Action item: Set the data down again, word for word, as it appears below.

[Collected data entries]
Segment Open
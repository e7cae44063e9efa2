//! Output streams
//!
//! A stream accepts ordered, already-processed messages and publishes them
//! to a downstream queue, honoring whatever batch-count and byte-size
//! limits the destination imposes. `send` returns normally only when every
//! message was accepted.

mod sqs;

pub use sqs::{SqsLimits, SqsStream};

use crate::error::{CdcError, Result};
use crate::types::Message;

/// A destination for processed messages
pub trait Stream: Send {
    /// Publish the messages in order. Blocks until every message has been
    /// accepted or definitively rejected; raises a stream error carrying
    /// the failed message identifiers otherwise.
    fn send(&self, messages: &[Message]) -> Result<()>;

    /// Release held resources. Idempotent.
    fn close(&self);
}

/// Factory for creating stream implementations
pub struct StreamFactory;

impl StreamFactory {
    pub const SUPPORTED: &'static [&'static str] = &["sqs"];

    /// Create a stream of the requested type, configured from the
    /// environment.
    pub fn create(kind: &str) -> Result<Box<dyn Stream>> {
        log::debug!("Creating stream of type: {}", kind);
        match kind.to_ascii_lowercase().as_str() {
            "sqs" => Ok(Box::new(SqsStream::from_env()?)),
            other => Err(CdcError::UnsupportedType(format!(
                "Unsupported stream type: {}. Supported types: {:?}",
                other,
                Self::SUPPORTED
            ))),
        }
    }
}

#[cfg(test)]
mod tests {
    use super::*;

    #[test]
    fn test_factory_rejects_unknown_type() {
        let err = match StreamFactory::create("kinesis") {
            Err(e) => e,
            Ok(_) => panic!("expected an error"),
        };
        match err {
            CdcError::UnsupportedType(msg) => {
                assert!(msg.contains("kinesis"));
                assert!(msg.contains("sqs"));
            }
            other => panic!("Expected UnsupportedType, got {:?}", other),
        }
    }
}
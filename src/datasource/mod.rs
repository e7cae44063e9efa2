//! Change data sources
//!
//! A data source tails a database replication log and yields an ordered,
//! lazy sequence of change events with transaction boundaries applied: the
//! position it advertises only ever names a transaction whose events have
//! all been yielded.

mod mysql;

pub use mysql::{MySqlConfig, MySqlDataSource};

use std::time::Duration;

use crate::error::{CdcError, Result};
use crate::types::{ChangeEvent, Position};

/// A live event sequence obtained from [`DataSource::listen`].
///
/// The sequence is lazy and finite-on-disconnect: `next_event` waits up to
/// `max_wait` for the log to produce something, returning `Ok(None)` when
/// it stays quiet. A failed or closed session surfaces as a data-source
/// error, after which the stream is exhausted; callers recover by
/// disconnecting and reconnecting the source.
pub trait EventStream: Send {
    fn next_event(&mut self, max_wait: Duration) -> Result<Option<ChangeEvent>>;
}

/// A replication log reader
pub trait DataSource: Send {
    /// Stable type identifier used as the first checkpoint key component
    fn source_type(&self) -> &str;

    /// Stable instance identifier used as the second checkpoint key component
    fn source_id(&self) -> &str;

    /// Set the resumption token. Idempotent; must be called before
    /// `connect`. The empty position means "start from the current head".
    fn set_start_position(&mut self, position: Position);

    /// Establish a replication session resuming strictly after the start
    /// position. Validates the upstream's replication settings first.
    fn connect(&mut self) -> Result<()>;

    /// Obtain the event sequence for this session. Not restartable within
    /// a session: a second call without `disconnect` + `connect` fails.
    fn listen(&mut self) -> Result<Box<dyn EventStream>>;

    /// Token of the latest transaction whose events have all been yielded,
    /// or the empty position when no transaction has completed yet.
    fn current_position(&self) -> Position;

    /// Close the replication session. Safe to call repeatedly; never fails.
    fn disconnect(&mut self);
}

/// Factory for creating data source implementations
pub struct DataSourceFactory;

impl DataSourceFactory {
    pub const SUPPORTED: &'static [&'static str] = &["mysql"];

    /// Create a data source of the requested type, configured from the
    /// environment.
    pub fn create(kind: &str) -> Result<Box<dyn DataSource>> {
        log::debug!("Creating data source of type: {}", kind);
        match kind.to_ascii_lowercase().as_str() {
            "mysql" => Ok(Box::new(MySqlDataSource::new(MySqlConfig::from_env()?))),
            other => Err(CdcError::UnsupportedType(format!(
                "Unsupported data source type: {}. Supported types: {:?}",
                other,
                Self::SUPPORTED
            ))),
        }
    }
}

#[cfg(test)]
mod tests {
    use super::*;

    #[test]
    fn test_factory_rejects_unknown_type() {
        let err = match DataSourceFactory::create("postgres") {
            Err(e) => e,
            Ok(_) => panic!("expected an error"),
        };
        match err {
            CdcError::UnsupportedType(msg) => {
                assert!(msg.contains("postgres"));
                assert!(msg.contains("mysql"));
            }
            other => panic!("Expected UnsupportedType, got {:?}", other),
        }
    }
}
Segment Closed
Answer section:
repository e7cae44063e9efa2
//! Output streams
//!
//! A stream accepts ordered, already-processed messages and publishes them
//! to a downstream queue, honoring whatever batch-count and byte-size
//! limits the destination imposes. `send` returns normally only when every
//! message was accepted.

mod sqs;

pub use sqs::{SqsLimits, SqsStream};

use crate::error::{CdcError, Result};
use crate::types::Message;

/// A destination for processed messages
pub trait Stream: Send {
    /// Publish the messages in order. Blocks until every message has been
    /// accepted or definitively rejected; raises a stream error carrying
    /// the failed message identifiers otherwise.
    fn send(&self, messages: &[Message]) -> Result<()>;

    /// Release held resources. Idempotent.
    fn close(&self);
}

/// Factory for creating stream implementations
pub struct StreamFactory;

impl StreamFactory {
    pub const SUPPORTED: &'static [&'static str] = &["sqs"];

    /// Create a stream of the requested type, configured from the
    /// environment.
    pub fn create(kind: &str) -> Result<Box<dyn Stream>> {
        log::debug!("Creating stream of type: {}", kind);
        match kind.to_ascii_lowercase().as_str() {
            "sqs" => Ok(Box::new(SqsStream::from_env()?)),
            other => Err(CdcError::UnsupportedType(format!(
                "Unsupported stream type: {}. Supported types: {:?}",
                other,
                Self::SUPPORTED
            ))),
        }
    }
}

#[cfg(test)]
mod tests {
    use super::*;

    #[test]
    fn test_factory_rejects_unknown_type() {
        let err = match StreamFactory::create("kinesis") {
            Err(e) => e,
            Ok(_) => panic!("expected an error"),
        };
        match err {
            CdcError::UnsupportedType(msg) => {
                assert!(msg.contains("kinesis"));
                assert!(msg.contains("sqs"));
            }
            other => panic!("Expected UnsupportedType, got {:?}", other),
        }
    }
}
filename src/datasource/mod.rs
repository e7cae44063e9efa2
//! Change data sources
//!
//! A data source tails a database replication log and yields an ordered,
//! lazy sequence of change events with transaction boundaries applied: the
//! position it advertises only ever names a transaction whose events have
//! all been yielded.

mod mysql;

pub use mysql::{MySqlConfig, MySqlDataSource};

use std::time::Duration;

use crate::error::{CdcError, Result};
use crate::types::{ChangeEvent, Position};

/// A live event sequence obtained from [`DataSource::listen`].
///
/// The sequence is lazy and finite-on-disconnect: `next_event` waits up to
/// `max_wait` for the log to produce something, returning `Ok(None)` when
/// it stays quiet. A failed or closed session surfaces as a data-source
/// error, after which the stream is exhausted; callers recover by
/// disconnecting and reconnecting the source.
pub trait EventStream: Send {
    fn next_event(&mut self, max_wait: Duration) -> Result<Option<ChangeEvent>>;
}

/// A replication log reader
pub trait DataSource: Send {
    /// Stable type identifier used as the first checkpoint key component
    fn source_type(&self) -> &str;

    /// Stable instance identifier used as the second checkpoint key component
    fn source_id(&self) -> &str;

    /// Set the resumption token. Idempotent; must be called before
    /// `connect`. The empty position means "start from the current head".
    fn set_start_position(&mut self, position: Position);

    /// Establish a replication session resuming strictly after the start
    /// position. Validates the upstream's replication settings first.
    fn connect(&mut self) -> Result<()>;

    /// Obtain the event sequence for this session. Not restartable within
    /// a session: a second call without `disconnect` + `connect` fails.
    fn listen(&mut self) -> Result<Box<dyn EventStream>>;

    /// Token of the latest transaction whose events have all been yielded,
    /// or the empty position when no transaction has completed yet.
    fn current_position(&self) -> Position;

    /// Close the replication session. Safe to call repeatedly; never fails.
    fn disconnect(&mut self);
}

/// Factory for creating data source implementations
pub struct DataSourceFactory;

impl DataSourceFactory {
    pub const SUPPORTED: &'static [&'static str] = &["mysql"];

    /// Create a data source of the requested type, configured from the
    /// environment.
    pub fn create(kind: &str) -> Result<Box<dyn DataSource>> {
        log::debug!("Creating data source of type: {}", kind);
        match kind.to_ascii_lowercase().as_str() {
            "mysql" => Ok(Box::new(MySqlDataSource::new(MySqlConfig::from_env()?))),
            other => Err(CdcError::UnsupportedType(format!(
                "Unsupported data source type: {}. Supported types: {:?}",
                other,
                Self::SUPPORTED
            ))),
        }
    }
}

#[cfg(test)]
mod tests {
    use super::*;

    #[test]
    fn test_factory_rejects_unknown_type() {
        let err = match DataSourceFactory::create("postgres") {
            Err(e) => e,
            Ok(_) => panic!("expected an error"),
        };
        match err {
            CdcError::UnsupportedType(msg) => {
                assert!(msg.contains("postgres"));
                assert!(msg.contains("mysql"));
            }
            other => panic!("Expected UnsupportedType, got {:?}", other),
        }
    }
}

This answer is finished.